Researchers have discovered that natural “sunscreen” compounds found in algae and cyanobacteria may also support skin and heart health. By comparing two mycosporine-like amino acids, the team showed for the first time that these molecules can block a key enzyme involved in blood pressure control in laboratory tests, while also offering antioxidant and anti-aging effects. The findings open new possibilities for cosmetics and functional foods based on nature-derived ingredients.

 

Natural compounds produced by seaweeds and microscopic organisms have long helped these species survive intense sunlight. Known as mycosporine-like amino acids (MAAs), these molecules act as natural sunscreens by absorbing harmful ultraviolet (UV) radiation and protecting cells from damage. Because of this ability, MAAs have attracted growing interest from scientists and cosmetic companies seeking safer, nature-based alternatives to synthetic UV filters. However, researchers are now discovering that these compounds may do much more than a shield against the sun.

 

The new study, published online on January 19, 2026, in Bioscience, Biotechnology, and Biochemistry, suggests that MAAs may also support skin health and help regulate processes linked to blood pressure. The study was led by Professor Hakuto Kageyama from the Graduate School of Environmental and Human Sciences, Meijo University, Japan. Prof. Kageyama says, “We discovered that MAAs can inhibit angiotensin-converting enzyme, suggesting a previously unrecognized potential for blood-pressure–related health benefits.”

 

Angiotensin-converting enzyme (ACE) plays an important role in controlling blood pressure by regulating how blood vessels tighten and relax. Many commonly prescribed medicines for hypertension work by blocking this enzyme. Finding ACE-inhibiting activity in naturally occurring compounds is therefore of strong interest in nutrition and health research. MAAs are produced by algae and cyanobacteria as part of their natural defense system against sunlight. While more than 70 types of MAAs have been identified, most commercial products rely on only a few well-known forms. Many chemically modified versions remain poorly understood, even though small structural changes can strongly affect how these molecules behave in the body.

 

To explore this, the research team compared two MAAs with different chemical structures.

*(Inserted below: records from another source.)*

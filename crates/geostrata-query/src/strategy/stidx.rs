//! Spatio-temporal index strategy.

use std::collections::BTreeMap;

use tracing::debug;

use geostrata_core::error::Result;

use crate::extract;
use crate::keyplan::KeyPlanner;
use crate::plan::{
    band, iterator_class, option_key, IteratorStage, QueryPlan, StageNamer, TableRole,
};

use super::{aggregation_stages, fine_filter_stage, CompileRequest, Strategy};

pub(crate) fn compile(req: &CompileRequest<'_>) -> Result<QueryPlan> {
    let st = extract::extract(req.conjuncts.to_vec(), req.schema);
    if st.excludes_everything() {
        return Ok(QueryPlan::empty(Strategy::StIdx, TableRole::SpatioTemporal));
    }

    let key_space = KeyPlanner::new(req.grammar).plan(st.polygon.as_ref(), st.interval.as_ref());
    let mut namer = StageNamer::new();
    let mut iterators = Vec::new();

    if let Some(regex) = &key_space.row_regex {
        let mut options = BTreeMap::new();
        options.insert(option_key::REGEX.to_string(), regex.clone());
        iterators.push(IteratorStage {
            priority: band::ROW_REGEX,
            name: namer.name("row-regex"),
            class_name: iterator_class::ROW_REGEX.to_string(),
            options,
        });
    }

    let mut options = BTreeMap::new();
    options.insert(
        option_key::DEFAULT_SCHEMA.to_string(),
        req.grammar.format().to_string(),
    );
    options.insert(option_key::SFT.to_string(), req.schema.to_spec_string());
    options.insert(
        option_key::SFT_NAME.to_string(),
        req.schema.type_name().to_string(),
    );
    if let Some(polygon) = &st.polygon {
        options.insert(option_key::ST_FILTER.to_string(), polygon.to_wkt());
    }
    if let Some(interval) = &st.interval {
        let (start, end) = interval.epoch_millis();
        options.insert(option_key::INTERVAL.to_string(), format!("{start},{end}"));
    }
    iterators.push(IteratorStage {
        priority: band::ST_INTERSECT,
        name: namer.name("st-intersect"),
        class_name: iterator_class::ST_INTERSECT.to_string(),
        options,
    });

    iterators.push(fine_filter_stage(&mut namer, req, &st.residual, None));
    iterators.extend(aggregation_stages(&mut namer, req.hints)?);

    let ranges = key_space.key_plan.into_ranges();
    debug!(
        ranges = ranges.len(),
        iterators = iterators.len(),
        "compiled spatio-temporal plan"
    );

    Ok(QueryPlan {
        strategy: Strategy::StIdx,
        table: TableRole::SpatioTemporal,
        ranges,
        join: None,
        column_families: key_space.column_families,
        iterators,
    })
}
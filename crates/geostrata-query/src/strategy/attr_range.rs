//! Attribute-range strategy: bounds extracted from every range-like
//! conjunct on the driving attribute are folded into one scan of the
//! attribute index, followed by the record table.

use tracing::debug;

use geostrata_core::encoding::lexicode;
use geostrata_core::error::{Error, Result};
use geostrata_core::filter::{CompareOp, Filter, Literal, TemporalRelation};
use geostrata_core::time::Interval;

use crate::decide::is_indexed_range;
use crate::keyplan::{ByteRange, ColumnFamilyPlan};
use crate::plan::{JoinPlan, QueryPlan, StageNamer, TableRole};

use super::{attribute_range, fine_filter_stage, residual_of, CompileRequest, Strategy, ValueBound};

pub(crate) fn compile(req: &CompileRequest<'_>) -> Result<QueryPlan> {
    let property = req
        .conjuncts
        .iter()
        .find(|c| is_indexed_range(req.schema, c))
        .and_then(Filter::property)
        .map(str::to_string)
        .ok_or_else(|| Error::unsupported("no range predicate on an indexed attribute"))?;

    // Fold every range conjunct on the driving attribute into one pair of
    // bounds; `a >= 11 AND a < 20` becomes a single closed-open range.
    let mut lo: Option<(Literal, bool)> = None;
    let mut hi: Option<(Literal, bool)> = None;
    let mut absorbed = Vec::new();
    for (i, conjunct) in req.conjuncts.iter().enumerate() {
        if conjunct.property() != Some(property.as_str()) {
            continue;
        }
        match conjunct {
            Filter::Compare {
                op, value, flipped, ..
            } => {
                match Filter::effective_op(*op, *flipped) {
                    CompareOp::Gt => tighten_lower(&mut lo, value.clone(), false),
                    CompareOp::GtEq => tighten_lower(&mut lo, value.clone(), true),
                    CompareOp::Lt => tighten_upper(&mut hi, value.clone(), false),
                    CompareOp::LtEq => tighten_upper(&mut hi, value.clone(), true),
                }
                absorbed.push(i);
            }
            Filter::Between {
                lo: between_lo,
                hi: between_hi,
                ..
            } => {
                tighten_lower(&mut lo, between_lo.clone(), true);
                tighten_upper(&mut hi, between_hi.clone(), true);
                absorbed.push(i);
            }
            Filter::Temporal {
                relation, interval, ..
            } => {
                apply_temporal(&mut lo, &mut hi, *relation, interval);
                absorbed.push(i);
            }
            _ => {}
        }
    }

    if lo.is_none() && hi.is_none() {
        return Err(Error::unsupported(format!(
            "no usable bounds on attribute `{property}`"
        )));
    }

    let range = attribute_range(
        &property,
        lo.as_ref().map(|(value, inclusive)| ValueBound {
            value,
            inclusive: *inclusive,
        }),
        hi.as_ref().map(|(value, inclusive)| ValueBound {
            value,
            inclusive: *inclusive,
        }),
    );
    if range_is_empty(&range) {
        return Ok(QueryPlan::empty(
            Strategy::AttrRange,
            TableRole::AttributeIndex,
        ));
    }

    let residual = residual_of(req.conjuncts, &absorbed);
    let mut namer = StageNamer::new();
    let iterators = vec![fine_filter_stage(
        &mut namer,
        req,
        &residual,
        Some(&property),
    )];

    debug!(attribute = %property, "compiled attribute-range plan");

    Ok(QueryPlan {
        strategy: Strategy::AttrRange,
        table: TableRole::AttributeIndex,
        ranges: vec![range],
        join: Some(JoinPlan {
            table: TableRole::Records,
        }),
        column_families: ColumnFamilyPlan::All,
        iterators,
    })
}

/// `BETWEEN` and `DURING` expand to closed ranges; `AFTER`/`BEFORE` to
/// half-open ranges against the attribute's encoding extremes.
fn apply_temporal(
    lo: &mut Option<(Literal, bool)>,
    hi: &mut Option<(Literal, bool)>,
    relation: TemporalRelation,
    interval: &Interval,
) {
    match relation {
        TemporalRelation::During => {
            tighten_lower(lo, Literal::Date(interval.start), true);
            tighten_upper(hi, Literal::Date(interval.end), true);
        }
        TemporalRelation::Equals => {
            tighten_lower(lo, Literal::Date(interval.start), true);
            tighten_upper(hi, Literal::Date(interval.start), true);
        }
        TemporalRelation::After => tighten_lower(lo, Literal::Date(interval.start), false),
        TemporalRelation::Before => tighten_upper(hi, Literal::Date(interval.start), false),
    }
}

fn tighten_lower(lo: &mut Option<(Literal, bool)>, value: Literal, inclusive: bool) {
    let replace = match lo {
        None => true,
        Some((existing, existing_inclusive)) => {
            let existing_key = lexicode(existing);
            let new_key = lexicode(&value);
            new_key > existing_key || (new_key == existing_key && *existing_inclusive && !inclusive)
        }
    };
    if replace {
        *lo = Some((value, inclusive));
    }
}

fn tighten_upper(hi: &mut Option<(Literal, bool)>, value: Literal, inclusive: bool) {
    let replace = match hi {
        None => true,
        Some((existing, existing_inclusive)) => {
            let existing_key = lexicode(existing);
            let new_key = lexicode(&value);
            new_key < existing_key || (new_key == existing_key && *existing_inclusive && !inclusive)
        }
    };
    if replace {
        *hi = Some((value, inclusive));
    }
}

fn range_is_empty(range: &ByteRange) -> bool {
    match &range.end {
        Some(end) => range.start.as_ref() >= end.as_ref(),
        None => false,
    }
}
//! Core domain types for the GeoStrata spatio-temporal feature store planner.

pub mod config;
pub mod encoding;
pub mod error;
pub mod filter;
pub mod geom;
pub mod schema;
pub mod time;

pub use config::{CatalogConfig, PlannerConfig, QueryConfig, TableCatalog};
pub use error::{Error, Result};
pub use filter::{
    CompareOp, Expression, Filter, Literal, PropertyLiteral, SpatialRelation, TemporalRelation,
};
pub use geom::{BoundingBox, Coordinate, Polygon};
pub use schema::{AttributeDescriptor, AttributeType, Cardinality, SchemaDescriptor};
pub use time::Interval;
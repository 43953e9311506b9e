//! Store bindings for GeoStrata: the batch-scanner seam, the plan executor
//! adapter, and an in-memory backend for testing.

pub mod error;
pub mod executor;
pub mod memory;
pub mod scanner;

pub use error::{Error, Result};
pub use executor::{EntryStream, PlanExecutor};
pub use memory::{MemoryStore, ScanRecord};
pub use scanner::{BatchScanner, Entry, Key, TabletStore};
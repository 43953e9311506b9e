//! Record-id strategy: direct lookups in the record table.
//!
//! Every `IN (...)` conjunct contributes its ids (union across conjuncts);
//! all other conjuncts become a fine filter over the fetched records.

use std::collections::BTreeSet;

use bytes::Bytes;
use tracing::debug;

use geostrata_core::error::Result;
use geostrata_core::filter::Filter;

use crate::keyplan::{ByteRange, ColumnFamilyPlan};
use crate::plan::{QueryPlan, StageNamer, TableRole};

use super::{fine_filter_stage, residual_of, CompileRequest, Strategy};

pub(crate) fn compile(req: &CompileRequest<'_>) -> Result<QueryPlan> {
    let mut ids: BTreeSet<String> = BTreeSet::new();
    let mut absorbed = Vec::new();
    for (i, conjunct) in req.conjuncts.iter().enumerate() {
        if let Filter::IdIn(conjunct_ids) = conjunct {
            ids.extend(conjunct_ids.iter().cloned());
            absorbed.push(i);
        }
    }

    if ids.is_empty() {
        return Ok(QueryPlan::empty(Strategy::RecordId, TableRole::Records));
    }

    let ranges: Vec<ByteRange> = ids
        .iter()
        .map(|id| ByteRange::exact_row(Bytes::copy_from_slice(id.as_bytes())))
        .collect();

    let residual = residual_of(req.conjuncts, &absorbed);
    let mut namer = StageNamer::new();
    let iterators = vec![fine_filter_stage(&mut namer, req, &residual, None)];

    debug!(ids = ids.len(), "compiled record-id plan");

    Ok(QueryPlan {
        strategy: Strategy::RecordId,
        table: TableRole::Records,
        ranges,
        join: None,
        column_families: ColumnFamilyPlan::All,
        iterators,
    })
}
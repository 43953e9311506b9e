//! Attribute-equality strategy: a two-phase scan through the attribute
//! index into the record table.

use tracing::debug;

use geostrata_core::error::{Error, Result};
use geostrata_core::filter::{Filter, Literal};
use geostrata_core::schema::Cardinality;

use crate::cardinality::cardinality;
use crate::decide::is_indexed_equality;
use crate::keyplan::ColumnFamilyPlan;
use crate::plan::{JoinPlan, QueryPlan, StageNamer, TableRole};

use super::{equality_range, fine_filter_stage, residual_of, CompileRequest, Strategy};

pub(crate) fn compile(req: &CompileRequest<'_>) -> Result<QueryPlan> {
    let (target, property, value) = pick_target(req).ok_or_else(|| {
        Error::unsupported("no equality predicate on an indexed attribute")
    })?;

    let range = equality_range(property, value);
    let residual = residual_of(req.conjuncts, &[target]);

    let mut namer = StageNamer::new();
    let iterators = vec![fine_filter_stage(
        &mut namer,
        req,
        &residual,
        Some(property),
    )];

    debug!(attribute = %property, "compiled attribute-equality plan");

    Ok(QueryPlan {
        strategy: Strategy::AttrEq,
        table: TableRole::AttributeIndex,
        ranges: vec![range],
        join: Some(JoinPlan {
            table: TableRole::Records,
        }),
        column_families: ColumnFamilyPlan::All,
        iterators,
    })
}

/// The conjunct to drive the index scan: the first high-cardinality indexed
/// equality in canonical order, or the first indexed equality otherwise.
fn pick_target<'a>(req: &'a CompileRequest<'_>) -> Option<(usize, &'a str, &'a Literal)> {
    let equalities: Vec<(usize, &str, &Literal)> = req
        .conjuncts
        .iter()
        .enumerate()
        .filter(|(_, c)| is_indexed_equality(req.schema, c))
        .filter_map(|(i, c)| match c {
            Filter::Eq { property, value } => Some((i, property.as_str(), value)),
            _ => None,
        })
        .collect();
    equalities
        .iter()
        .find(|(_, property, _)| cardinality(req.schema, property) == Cardinality::High)
        .or_else(|| equalities.first())
        .copied()
}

One was porphyra-334, a typical MAA commonly found in edible seaweed. The other was GlcHMS326, an atypically modified MAA that contains additional chemical groups. These modifications slightly alter the molecule’s shape and properties. The researchers first purified both compounds from natural sources. Porphyra-334 was extracted from dried seaweed, while GlcHMS326 was isolated from a cyanobacterium collected from a hot spring in Thailand. They then tested how the compounds responded to heat and light and evaluated their biological activities using established laboratory methods.

 

Several experiments focused on antioxidant activity, which reflects a compound’s ability to neutralize unstable molecules called free radicals. These molecules can damage cells and contribute to aging and disease. The team found that GlcHMS326 acted as a strong but slow-working antioxidant, suggesting sustained rather than immediate activity, while porphyra-334 showed weaker antioxidant effects.

 

The researchers also examined antiglycation activity. Glycation is a process in which sugar molecules bind to proteins, reducing their flexibility and function. This process plays a role in skin aging and some chronic diseases. In these tests, porphyra-334 was more effective than GlcHMS326 at preventing protein damage.

 

In addition, both MAAs were tested for their ability to block collagenase, an enzyme that breaks down collagen and contributes to wrinkle formation. GlcHMS326 showed stronger collagenase inhibition, suggesting potential anti-aging benefits.

 

One of the most notable findings came from experiments on ACE inhibition. Both compounds reduced the activity of this enzyme in laboratory tests, marking the first report of such an effect for MAAs. Although the observed effects were moderate and measured outside the human body, the discovery opens a new direction for future research. “Our data further support their potential as multifunctional ‘natural sunscreen’ ingredients,” says Prof. Kageyama. “Chemical modifications can substantially shift their functional profiles.”

 

The researchers emphasize that their findings are based on controlled laboratory experiments. Further studies are needed to determine whether similar effects occur in living organisms and whether practical doses can be achieved through food or cosmetic products. Still, the results are encouraging. Porphyra-334 is abundant in edible seaweed, which is already consumed widely in many countries. This raises the possibility that everyday foods may contain underappreciated bioactive compounds worthy of further health-related research.

 

Overall, the study provides new insight into how natural sun-protective molecules can serve multiple biological roles. By revealing how small chemical differences shape their activity, the research lays the groundwork for developing next-generation cosmetic products and functional foods inspired by nature.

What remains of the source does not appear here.